## WHAT TO WORK ON
Filter the listing below down to the lines holding the word "channel", and copy those lines.

## RAW DATA
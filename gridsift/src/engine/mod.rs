//! The reactive engine: debounced recomputation of the filtered view.

pub mod handle;

pub use handle::{EngineCommand, EngineHandle};

use crate::filter::combine::{apply_filters, FilterMode};
use crate::filter::config::FilterConfig;
use crate::record::Record;
use crate::state::FilterStore;
use std::time::Duration;
use tokio::sync::broadcast;
use tokio::time::Instant;
use tracing::{debug, info, instrument, warn};

/// Configuration for a [`FilterEngine`].
#[derive(Debug, Clone)]
pub struct EngineConfig {
    /// The per-field filter declarations.
    pub filters: FilterConfig,
    /// Combination mode the engine starts in.
    pub default_mode: FilterMode,
    /// Quiet period after the last filter change before recomputation runs.
    pub debounce: Duration,
}

impl EngineConfig {
    /// Creates a config with the default mode and debounce window.
    #[must_use]
    pub fn new(filters: FilterConfig) -> Self {
        Self {
            filters,
            ..Self::default()
        }
    }

    /// Overrides the starting combination mode.
    #[must_use]
    pub const fn with_default_mode(mut self, mode: FilterMode) -> Self {
        self.default_mode = mode;
        self
    }

    /// Overrides the debounce window.
    #[must_use]
    pub const fn with_debounce(mut self, debounce: Duration) -> Self {
        self.debounce = debounce;
        self
    }
}

impl Default for EngineConfig {
    fn default() -> Self {
        Self {
            filters: FilterConfig::new(),
            default_mode: FilterMode::And,
            debounce: Duration::from_millis(300),
        }
    }
}

/// One recomputation result, pushed to the view subscriber.
///
/// The filtered view is derived data: it is replaced wholesale on every
/// recomputation and never mutated in place. `focused_field` names the
/// field whose input last held focus, so the presentation layer can restore
/// it after re-rendering the new view.
#[derive(Debug, Clone)]
pub struct ViewUpdate {
    /// The surviving records, in source order.
    pub records: Vec<Record>,
    /// Number of currently active filters.
    pub active_filters: usize,
    /// The active field keys, in config declaration order.
    pub active_fields: Vec<String>,
    /// Field whose input should regain focus after re-render.
    pub focused_field: Option<String>,
}

/// Receiving side of a spawned engine, bundled with its handle.
pub struct EngineOutput {
    /// Command handle for driving the engine.
    pub handle: EngineHandle,
    /// Stream of view updates, one per recomputation.
    pub updates: flume::Receiver<ViewUpdate>,
}

/// The reactive faceted filter engine.
///
/// The engine owns the filter state, the combination mode, and the source
/// collection, and runs as a single task: commands arrive on a channel,
/// filter and mode changes arm a debounce deadline (a newer change replaces
/// the pending one, so at most one recomputation is ever pending and it
/// always reflects the latest state), and source replacement, clear-all,
/// and flush recompute immediately. Because everything happens on one task,
/// no recomputation can observe partially applied state.
///
/// # Examples
///
/// ```
/// use gridsift::{EngineConfig, FilterConfig, FilterEngine, FilterValue, Record};
/// use std::time::Duration;
/// use tokio::sync::broadcast;
///
/// fn main() {
///     let rt = tokio::runtime::Runtime::new().unwrap();
///     rt.block_on(async {
///         let config = EngineConfig::new(FilterConfig::new().text("sku"))
///             .with_debounce(Duration::from_millis(10));
///         let (engine, output) = FilterEngine::new(config);
///         let (shutdown_tx, shutdown_rx) = broadcast::channel(1);
///         tokio::spawn(engine.run(shutdown_rx));
///
///         let records = vec![
///             Record::new().with("sku", "A1"),
///             Record::new().with("sku", "B2"),
///         ];
///         output.handle.set_source(records).unwrap();
///         let full = output.updates.recv_async().await.unwrap();
///         assert_eq!(full.records.len(), 2);
///
///         output.handle.set_filter("sku", FilterValue::text("a1")).unwrap();
///         let filtered = output.updates.recv_async().await.unwrap();
///         assert_eq!(filtered.records.len(), 1);
///
///         let _ = shutdown_tx.send(());
///     });
/// }
/// ```
pub struct FilterEngine {
    store: FilterStore,
    mode: FilterMode,
    source: Vec<Record>,
    focused: Option<String>,
    debounce: Duration,
    commands: flume::Receiver<EngineCommand>,
    updates: flume::Sender<ViewUpdate>,
}

impl FilterEngine {
    /// Creates an engine and the output bundle for driving and observing it.
    ///
    /// The engine does nothing until [`run`](Self::run) is awaited, usually
    /// on a spawned task.
    #[must_use]
    pub fn new(config: EngineConfig) -> (Self, EngineOutput) {
        let (command_tx, command_rx) = flume::unbounded();
        let (update_tx, update_rx) = flume::unbounded();

        let engine = Self {
            store: FilterStore::new(config.filters),
            mode: config.default_mode,
            source: Vec::new(),
            focused: None,
            debounce: config.debounce,
            commands: command_rx,
            updates: update_tx,
        };
        let output = EngineOutput {
            handle: EngineHandle::new(command_tx),
            updates: update_rx,
        };
        (engine, output)
    }

    /// Drives the engine until shutdown is signalled or every handle is
    /// dropped.
    #[instrument(skip(self, shutdown))]
    pub async fn run(mut self, mut shutdown: broadcast::Receiver<()>) {
        info!("filter engine started");
        let commands = self.commands.clone();
        let mut deadline: Option<Instant> = None;

        loop {
            tokio::select! {
                _ = shutdown.recv() => {
                    warn!("received shutdown signal");
                    break;
                }
                command = commands.recv_async() => {
                    match command {
                        Ok(command) => self.handle_command(command, &mut deadline),
                        Err(_) => {
                            debug!("command channel closed");
                            break;
                        }
                    }
                }
                () = tokio::time::sleep_until(deadline.unwrap_or_else(Instant::now)),
                    if deadline.is_some() =>
                {
                    deadline = None;
                    self.recompute();
                }
            }
        }
        debug!("filter engine stopped");
    }

    fn handle_command(&mut self, command: EngineCommand, deadline: &mut Option<Instant>) {
        match command {
            EngineCommand::SetFilter { field, value } => {
                debug!(field, "filter changed");
                self.store.set(&field, value);
                self.arm(deadline);
            }
            EngineCommand::ClearFilter { field } => {
                debug!(field, "filter cleared");
                self.store.clear(&field);
                self.arm(deadline);
            }
            EngineCommand::SetMode(mode) => {
                debug!(?mode, "combination mode changed");
                self.mode = mode;
                self.arm(deadline);
            }
            EngineCommand::SetSource(records) => {
                debug!(len = records.len(), "source collection replaced");
                self.source = records;
                *deadline = None;
                self.recompute();
            }
            EngineCommand::Focus(field) => {
                self.focused = field;
            }
            EngineCommand::ClearAll => {
                debug!("clearing all filters");
                self.store.clear_all();
                *deadline = None;
                self.recompute();
            }
            EngineCommand::Flush => {
                *deadline = None;
                self.recompute();
            }
        }
    }

    // A fresh deadline supersedes any pending one; the superseded sleep is
    // dropped on the next loop turn, never fired.
    fn arm(&self, deadline: &mut Option<Instant>) {
        *deadline = Some(Instant::now() + self.debounce);
    }

    fn recompute(&self) {
        let records = apply_filters(&self.store, &self.source, self.mode);
        debug!(
            source = self.source.len(),
            filtered = records.len(),
            active = self.store.count_active(),
            "recomputed view"
        );
        let update = ViewUpdate {
            records,
            active_filters: self.store.count_active(),
            active_fields: self
                .store
                .active_fields()
                .into_iter()
                .map(String::from)
                .collect(),
            focused_field: self.focused.clone(),
        };
        if self.updates.send(update).is_err() {
            debug!("view subscriber dropped");
        }
    }
}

## RESULT BELOW
/// collection, and runs as a single task: commands arrive on a channel,
///         let (shutdown_tx, shutdown_rx) = broadcast::channel(1);
                            debug!("command channel closed");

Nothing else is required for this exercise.